** WORK TO BE COMPLETED **
Restating every entry exactly is the whole task.

** RECORDS SUPPLIED **
//! Configuration loader
//!
//! Loads application configuration from environment variables or files.
//!
//! ## Loading Strategy
//! 1. First, attempts to load from environment variables
//! 2. If `ADSYNC_DB_PATH` is not set, falls back to loading from file
//! 3. Probes multiple paths for config files
//! 4. Supports JSON and TOML formats
//!
//! ## Environment Variables
//! - `ADSYNC_DB_PATH`: Database file path (required for env loading)
//! - `ADSYNC_DB_POOL_SIZE`: Connection pool size
//! - `ADSYNC_BIND_ADDR`: HTTP listen address
//! - `ADSYNC_GRAPH_API_BASE`: Graph API host
//! - `ADSYNC_GRAPH_API_VERSION`: Graph API version segment
//! - `ADSYNC_UPSTREAM_TIMEOUT_SECS`: Upstream request deadline in seconds
//!
//! Optional variables fall back to the defaults in
//! `adsync_domain::constants`.
//!
//! ## File Locations
//! The loader probes the following paths (in order):
//! 1. `./config.json` or `./config.toml` (current working directory)
//! 2. `./adsync.json` or `./adsync.toml` (current working directory)
//! 3. `../config.json` or `../config.toml` (parent directory)
//! 4. Relative to executable location

use std::path::{Path, PathBuf};
use std::str::FromStr;

use adsync_domain::{
    AdSyncError, Config, DatabaseConfig, Result, ServerConfig, UpstreamConfig,
};

/// Load configuration with automatic fallback strategy
///
/// First attempts to load from environment variables. If the required
/// variable is missing, falls back to loading from a config file.
///
/// # Errors
/// Returns `AdSyncError::Config` if:
/// - Configuration cannot be loaded from either source
/// - File format is invalid
/// - Required fields are missing
pub fn load() -> Result<Config> {
    match load_from_env() {
        Ok(config) => {
            tracing::info!("Configuration loaded from environment variables");
            Ok(config)
        }
        Err(e) => {
            tracing::debug!(error = ?e, "Failed to load from environment, trying file");
            load_from_file(None)
        }
    }
}

/// Load configuration from environment variables
///
/// # Errors
/// Returns `AdSyncError::Config` if `ADSYNC_DB_PATH` is missing or any set
/// variable has an invalid value.
pub fn load_from_env() -> Result<Config> {
    let server_defaults = ServerConfig::default();
    let db_defaults = DatabaseConfig::default();
    let upstream_defaults = UpstreamConfig::default();

    let db_path = env_var("ADSYNC_DB_PATH")?;
    let pool_size = env_parse("ADSYNC_DB_POOL_SIZE", db_defaults.pool_size, "pool size")?;
    let timeout_secs =
        env_parse("ADSYNC_UPSTREAM_TIMEOUT_SECS", upstream_defaults.timeout_secs, "upstream timeout")?;

    Ok(Config {
        server: ServerConfig {
            bind_addr: env_or("ADSYNC_BIND_ADDR", server_defaults.bind_addr),
        },
        database: DatabaseConfig { path: db_path, pool_size },
        upstream: UpstreamConfig {
            base_url: env_or("ADSYNC_GRAPH_API_BASE", upstream_defaults.base_url),
            api_version: env_or("ADSYNC_GRAPH_API_VERSION", upstream_defaults.api_version),
            timeout_secs,
        },
    })
}

/// Load configuration from a file
///
/// If `path` is `None`, probes multiple locations for config files.
/// Supports both JSON and TOML formats (detected by file extension).
///
/// # Errors
/// Returns `AdSyncError::Config` if:
/// - File not found (when path is specified)
/// - No config file found (when path is `None`)
/// - File format is invalid
/// - Required fields are missing
pub fn load_from_file(path: Option<PathBuf>) -> Result<Config> {
    let config_path = match path {
        Some(p) => {
            if !p.exists() {
                return Err(AdSyncError::Config(format!(
                    "Config file not found: {}",
                    p.display()
                )));
            }
            p
        }
        None => probe_config_paths().ok_or_else(|| {
            AdSyncError::Config("No config file found in any of the standard locations".to_string())
        })?,
    };

    tracing::info!(path = %config_path.display(), "Loading configuration from file");

    let contents = std::fs::read_to_string(&config_path)
        .map_err(|e| AdSyncError::Config(format!("Failed to read config file: {}", e)))?;

    parse_config(&contents, &config_path)
}

/// Parse configuration from string content
///
/// Format is detected by file extension (`.json` or `.toml`).
fn parse_config(contents: &str, path: &Path) -> Result<Config> {
    let extension = path.extension().and_then(|e| e.to_str()).unwrap_or("json");

    match extension {
        "toml" => toml::from_str(contents)
            .map_err(|e| AdSyncError::Config(format!("Invalid TOML format: {}", e))),
        "json" => serde_json::from_str(contents)
            .map_err(|e| AdSyncError::Config(format!("Invalid JSON format: {}", e))),
        _ => Err(AdSyncError::Config(format!("Unsupported config format: {}", extension))),
    }
}

/// Probe multiple paths for configuration files
///
/// Searches the current working directory, its parent, and the directory of
/// the running executable.
///
/// # Returns
/// The first config file found, or `None` if no file exists.
pub fn probe_config_paths() -> Option<PathBuf> {
    const NAMES: [&str; 4] = ["config.json", "config.toml", "adsync.json", "adsync.toml"];

    let mut roots = Vec::new();

    if let Ok(cwd) = std::env::current_dir() {
        roots.push(cwd.clone());
        roots.push(cwd.join(".."));
    }

    if let Ok(exe_path) = std::env::current_exe() {
        if let Some(exe_dir) = exe_path.parent() {
            roots.push(exe_dir.to_path_buf());
        }
    }

    roots
        .into_iter()
        .flat_map(|root| NAMES.iter().map(move |name| root.join(name)))
        .find(|path| path.exists())
}

/// Get required environment variable
///
/// # Errors
/// Returns `AdSyncError::Config` if the variable is not set.
fn env_var(key: &str) -> Result<String> {
    std::env::var(key)
        .map_err(|_| AdSyncError::Config(format!("Missing required environment variable: {}", key)))
}

/// Optional string variable with a default.
fn env_or(key: &str, default: String) -> String {
    std::env::var(key).ok().filter(|value| !value.trim().is_empty()).unwrap_or(default)
}

/// Optional parsed variable with a default; a present but invalid value is an
/// error.
fn env_parse<T>(key: &str, default: T, what: &str) -> Result<T>
where
    T: FromStr,
    T::Err: std::fmt::Display,
{
    match std::env::var(key) {
        Ok(raw) => raw
            .trim()
            .parse::<T>()
            .map_err(|e| AdSyncError::Config(format!("Invalid {}: {}", what, e))),
        Err(_) => Ok(default),
    }
}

** TASK OUTPUT **
//! Configuration loader
//!
//! Loads application configuration from environment variables or files.
//!
//! ## Loading Strategy
//! 1. First, attempts to load from environment variables
//! 2. If `ADSYNC_DB_PATH` is not set, falls back to loading from file
//! 3. Probes multiple paths for config files
//! 4. Supports JSON and TOML formats
//!
//! ## Environment Variables
//! - `ADSYNC_DB_PATH`: Database file path (required for env loading)
//! - `ADSYNC_DB_POOL_SIZE`: Connection pool size
//! - `ADSYNC_BIND_ADDR`: HTTP listen address
//! - `ADSYNC_GRAPH_API_BASE`: Graph API host
//! - `ADSYNC_GRAPH_API_VERSION`: Graph API version segment
//! - `ADSYNC_UPSTREAM_TIMEOUT_SECS`: Upstream request deadline in seconds
//!
//! Optional variables fall back to the defaults in
//! `adsync_domain::constants`.
//!
//! ## File Locations
//! The loader probes the following paths (in order):
//! 1. `./config.json` or `./config.toml` (current working directory)
//! 2. `./adsync.json` or `./adsync.toml` (current working directory)
//! 3. `../config.json` or `../config.toml` (parent directory)
//! 4. Relative to executable location

use std::path::{Path, PathBuf};
use std::str::FromStr;

use adsync_domain::{
    AdSyncError, Config, DatabaseConfig, Result, ServerConfig, UpstreamConfig,
};

/// Load configuration with automatic fallback strategy
///
/// First attempts to load from environment variables. If the required
/// variable is missing, falls back to loading from a config file.
///
/// # Errors
/// Returns `AdSyncError::Config` if:
/// - Configuration cannot be loaded from either source
/// - File format is invalid
/// - Required fields are missing
pub fn load() -> Result<Config> {
    match load_from_env() {
        Ok(config) => {
            tracing::info!("Configuration loaded from environment variables");
            Ok(config)
        }
        Err(e) => {
            tracing::debug!(error = ?e, "Failed to load from environment, trying file");
            load_from_file(None)
        }
    }
}

/// Load configuration from environment variables
///
/// # Errors
/// Returns `AdSyncError::Config` if `ADSYNC_DB_PATH` is missing or any set
/// variable has an invalid value.
pub fn load_from_env() -> Result<Config> {
    let server_defaults = ServerConfig::default();
    let db_defaults = DatabaseConfig::default();
    let upstream_defaults = UpstreamConfig::default();

    let db_path = env_var("ADSYNC_DB_PATH")?;
    let pool_size = env_parse("ADSYNC_DB_POOL_SIZE", db_defaults.pool_size, "pool size")?;
    let timeout_secs =
        env_parse("ADSYNC_UPSTREAM_TIMEOUT_SECS", upstream_defaults.timeout_secs, "upstream timeout")?;

    Ok(Config {
        server: ServerConfig {
            bind_addr: env_or("ADSYNC_BIND_ADDR", server_defaults.bind_addr),
        },
        database: DatabaseConfig { path: db_path, pool_size },
        upstream: UpstreamConfig {
            base_url: env_or("ADSYNC_GRAPH_API_BASE", upstream_defaults.base_url),
            api_version: env_or("ADSYNC_GRAPH_API_VERSION", upstream_defaults.api_version),
            timeout_secs,
        },
    })
}

/// Load configuration from a file
///
/// If `path` is `None`, probes multiple locations for config files.
/// Supports both JSON and TOML formats (detected by file extension).
///
/// # Errors
/// Returns `AdSyncError::Config` if:
/// - File not found (when path is specified)
/// - No config file found (when path is `None`)
/// - File format is invalid
/// - Required fields are missing
pub fn load_from_file(path: Option<PathBuf>) -> Result<Config> {
    let config_path = match path {
        Some(p) => {
            if !p.exists() {
                return Err(AdSyncError::Config(format!(
                    "Config file not found: {}",
                    p.display()
                )));
            }
            p
        }
        None => probe_config_paths().ok_or_else(|| {
            AdSyncError::Config("No config file found in any of the standard locations".to_string())
        })?,
    };

    tracing::info!(path = %config_path.display(), "Loading configuration from file");

    let contents = std::fs::read_to_string(&config_path)
        .map_err(|e| AdSyncError::Config(format!("Failed to read config file: {}", e)))?;

    parse_config(&contents, &config_path)
}

/// Parse configuration from string content
///
/// Format is detected by file extension (`.json` or `.toml`).
fn parse_config(contents: &str, path: &Path) -> Result<Config> {
    let extension = path.extension().and_then(|e| e.to_str()).unwrap_or("json");

    match extension {
        "toml" => toml::from_str(contents)
            .map_err(|e| AdSyncError::Config(format!("Invalid TOML format: {}", e))),
        "json" => serde_json::from_str(contents)
            .map_err(|e| AdSyncError::Config(format!("Invalid JSON format: {}", e))),
        _ => Err(AdSyncError::Config(format!("Unsupported config format: {}", extension))),
    }
}

/// Probe multiple paths for configuration files
///
/// Searches the current working directory, its parent, and the directory of
/// the running executable.
///
/// # Returns
/// The first config file found, or `None` if no file exists.
pub fn probe_config_paths() -> Option<PathBuf> {
    const NAMES: [&str; 4] = ["config.json", "config.toml", "adsync.json", "adsync.toml"];

    let mut roots = Vec::new();

    if let Ok(cwd) = std::env::current_dir() {
        roots.push(cwd.clone());
        roots.push(cwd.join(".."));
    }

    if let Ok(exe_path) = std::env::current_exe() {
        if let Some(exe_dir) = exe_path.parent() {
            roots.push(exe_dir.to_path_buf());
        }
    }

    roots
        .into_iter()
        .flat_map(|root| NAMES.iter().map(move |name| root.join(name)))
        .find(|path| path.exists())
}

/// Get required environment variable
///
/// # Errors
/// Returns `AdSyncError::Config` if the variable is not set.
fn env_var(key: &str) -> Result<String> {
    std::env::var(key)
        .map_err(|_| AdSyncError::Config(format!("Missing required environment variable: {}", key)))
}

/// Optional string variable with a default.
fn env_or(key: &str, default: String) -> String {
    std::env::var(key).ok().filter(|value| !value.trim().is_empty()).unwrap_or(default)
}

/// Optional parsed variable with a default; a present but invalid value is an
/// error.
fn env_parse<T>(key: &str, default: T, what: &str) -> Result<T>
where
    T: FromStr,
    T::Err: std::fmt::Display,
{
    match std::env::var(key) {
        Ok(raw) => raw
            .trim()
            .parse::<T>()
            .map_err(|e| AdSyncError::Config(format!("Invalid {}: {}", what, e))),
        Err(_) => Ok(default),
    }
}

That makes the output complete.